King Charles VI ‘The Mad’ and the Glass Delusion

King Charles VI

King Charles VI

1380-1415 French King Charles VI, commonly called ‘Charles the Mad,’ suffered from servere mental illness episodes through his life, including murdering his four of his own knights while in a psychosis, forgetting his name and that he was king, at times not recognizing his wife and kids, running through the halls of his castle until exhausted and screaming uncontrollably due to unseen enemies.

His most curious psychosis was that he at times thought he was made of glass. During these times, he would not let anyone touch him, was scared of furniture and even reinforced his clothes with metal rods to prevent accidental breakage.

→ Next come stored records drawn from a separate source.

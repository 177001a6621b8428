//! Integration tests for `JobSearchClient` using wiremock HTTP mocks.

use jobscout_client::{ClientError, ClientSettings, JobSearchClient, JobSource};
use jobscout_core::TargetLocation;
use serde_json::json;
use wiremock::matchers::{body_partial_json, header, method, path};
use wiremock::{Mock, MockServer, ResponseTemplate};

fn test_client(server: &MockServer) -> JobSearchClient {
    let settings = ClientSettings {
        read_timeout_secs: 5,
        connect_timeout_secs: 5,
        user_agent: "jobscout-test/0.1".to_owned(),
        locale: "en-CA".to_owned(),
        country: "Canada".to_owned(),
        page_size: 100,
        radius_km: 100,
        start_date: None,
    };
    JobSearchClient::new(&format!("{}/graphql", server.uri()), settings)
        .expect("client construction should not fail")
}

fn toronto() -> TargetLocation {
    TargetLocation::new("Toronto", 43.6532, -79.3832)
}

#[tokio::test]
async fn search_returns_job_cards() {
    let server = MockServer::start().await;

    let body = json!({
        "data": {
            "searchJobCardsByLocation": {
                "jobCards": [
                    { "jobId": "JOB-CA-0000001", "jobTitle": "Fulfillment Associate", "city": "Brampton", "state": "ON" },
                    { "jobId": "JOB-CA-0000002", "jobTitle": "Sortation Associate", "city": "Mississauga", "state": "ON" }
                ]
            }
        }
    });

    Mock::given(method("POST"))
        .and(path("/graphql"))
        .and(header("authorization", "Status|unauthenticated|Session|abc"))
        .and(header("country", "Canada"))
        .and(body_partial_json(json!({
            "operationName": "searchJobCardsByLocation",
            "variables": {
                "searchJobRequest": {
                    "locale": "en-CA",
                    "geoQueryClause": { "lat": 43.6532, "lng": -79.3832, "unit": "km", "distance": 100 }
                }
            }
        })))
        .respond_with(ResponseTemplate::new(200).set_body_json(&body))
        .expect(1)
        .mount(&server)
        .await;

    let client = test_client(&server);
    let cards = client
        .search("Status|unauthenticated|Session|abc", &toronto())
        .await
        .expect("should parse job cards");

    assert_eq!(cards.len(), 2);
    assert_eq!(cards[0].job_id, "JOB-CA-0000001");
    assert_eq!(cards[0].job_title.as_deref(), Some("Fulfillment Associate"));
    assert_eq!(cards[1].city.as_deref(), Some("Mississauga"));
}

#[tokio::test]
async fn search_returns_empty_list() {
    let server = MockServer::start().await;

    Mock::given(method("POST"))
        .respond_with(ResponseTemplate::new(200).set_body_json(&json!({
            "data": { "searchJobCardsByLocation": { "jobCards": [] } }
        })))
        .mount(&server)
        .await;

    let cards = test_client(&server)
        .search("token", &toronto())
        .await
        .expect("empty list is not an error");
    assert!(cards.is_empty());
}

#[tokio::test]
async fn http_401_403_and_404_are_auth_failures() {
    for status in [401u16, 403, 404] {
        let server = MockServer::start().await;
        Mock::given(method("POST"))
            .respond_with(ResponseTemplate::new(status))
            .mount(&server)
            .await;

        let err = test_client(&server)
            .search("stale-token", &toronto())
            .await
            .unwrap_err();
        assert!(
            matches!(err, ClientError::Auth { status: s, .. } if s == status),
            "HTTP {status} should be an auth failure, got {err:?}"
        );
        assert!(err.is_auth_failure());
    }
}

#[tokio::test]
async fn http_500_is_location_local_failure() {
    let server = MockServer::start().await;
    Mock::given(method("POST"))
        .respond_with(ResponseTemplate::new(503))
        .mount(&server)
        .await;

    let err = test_client(&server)
        .search("token", &toronto())
        .await
        .unwrap_err();
    assert!(matches!(
        err,
        ClientError::UnexpectedStatus { status: 503, .. }
    ));
    assert!(!err.is_auth_failure());
}

#[tokio::test]
async fn rate_limited_is_location_local_failure() {
    let server = MockServer::start().await;
    Mock::given(method("POST"))
        .respond_with(ResponseTemplate::new(429).insert_header("retry-after", "30"))
        .mount(&server)
        .await;

    let err = test_client(&server)
        .search("token", &toronto())
        .await
        .unwrap_err();
    assert!(matches!(
        err,
        ClientError::UnexpectedStatus { status: 429, .. }
    ));
}

#[tokio::test]
async fn in_band_unauthorized_error_is_auth_failure() {
    let server = MockServer::start().await;
    Mock::given(method("POST"))
        .respond_with(ResponseTemplate::new(200).set_body_json(&json!({
            "data": null,
            "errors": [{
                "errorType": "UnauthorizedException",
                "message": "You are not authorized to make this call."
            }]
        })))
        .mount(&server)
        .await;

    let err = test_client(&server)
        .search("token", &toronto())
        .await
        .unwrap_err();
    assert!(matches!(err, ClientError::Auth { status: 200, .. }));
}

#[tokio::test]
async fn in_band_validation_error_is_api_error() {
    let server = MockServer::start().await;
    Mock::given(method("POST"))
        .respond_with(ResponseTemplate::new(200).set_body_json(&json!({
            "data": null,
            "errors": [{
                "errorType": "ValidationError",
                "message": "Validation error of type WrongType"
            }]
        })))
        .mount(&server)
        .await;

    let err = test_client(&server)
        .search("token", &toronto())
        .await
        .unwrap_err();
    assert!(
        matches!(err, ClientError::Api(ref msg) if msg.contains("WrongType")),
        "got {err:?}"
    );
}

#[tokio::test]
async fn non_json_body_is_deserialize_error() {
    let server = MockServer::start().await;
    Mock::given(method("POST"))
        .respond_with(ResponseTemplate::new(200).set_body_string("<html>maintenance</html>"))
        .mount(&server)
        .await;

    let err = test_client(&server)
        .search("token", &toronto())
        .await
        .unwrap_err();
    assert!(
        matches!(err, ClientError::Deserialize { ref context, .. } if context.contains("Toronto"))
    );
}

#[tokio::test]
async fn unreachable_host_is_transport_error() {
    let settings = ClientSettings {
        read_timeout_secs: 2,
        connect_timeout_secs: 1,
        user_agent: "jobscout-test/0.1".to_owned(),
        locale: "en-CA".to_owned(),
        country: "Canada".to_owned(),
        page_size: 100,
        radius_km: 100,
        start_date: None,
    };
    let client = JobSearchClient::new("http://127.0.0.1:1/graphql", settings)
        .expect("client construction should not fail");

    let err = client.search("token", &toronto()).await.unwrap_err();
    assert!(matches!(err, ClientError::Transport(_)));
    assert!(!err.is_auth_failure());
}

#[tokio::test]
async fn stalled_response_hits_read_timeout() {
    let server = MockServer::start().await;
    Mock::given(method("POST"))
        .and(path("/graphql"))
        .respond_with(
            ResponseTemplate::new(200)
                .set_body_json(json!({ "data": { "searchJobCardsByLocation": { "jobCards": [] } } }))
                .set_delay(std::time::Duration::from_secs(3)),
        )
        .mount(&server)
        .await;

    let settings = ClientSettings {
        read_timeout_secs: 1,
        connect_timeout_secs: 1,
        user_agent: "jobscout-test/0.1".to_owned(),
        locale: "en-CA".to_owned(),
        country: "Canada".to_owned(),
        page_size: 100,
        radius_km: 100,
        start_date: None,
    };
    let client = JobSearchClient::new(&format!("{}/graphql", server.uri()), settings)
        .expect("client construction should not fail");

    let err = client.search("token", &toronto()).await.unwrap_err();
    assert!(matches!(err, ClientError::Transport(ref e) if e.is_timeout()));
}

Modern physicians and scholars have studied this so called ‘glass delusion.’ Though many experts today believe Charles suffered from schizophrenia or bipolar disorder, the glass delusion remains something of a mystery. There are few and unverified modern cases of people thinking they are made of glass, but there are numerous historical examples. A 1621 medical book by a prominent Oxford University professor described how mentally ill people were known to have thought they were made of glass, cork, feathers and lead, which the professor compared to psychiatric disorders of seeing demons and devils. 1800s Princess Alexandra of Bavaria, who had numerous neurosis and minor psychosis, thought she had swallowed a glass piano as a child and it was still inside her as an adult. Examples of people with the glass delusion appear in old literature, including a Miguel de Cervantes story where a poisoned law student falls into a long depression and believes he’s glass and a Rene Descartes philosophical essay where he uses an example of an insane person who thinks he’s glass.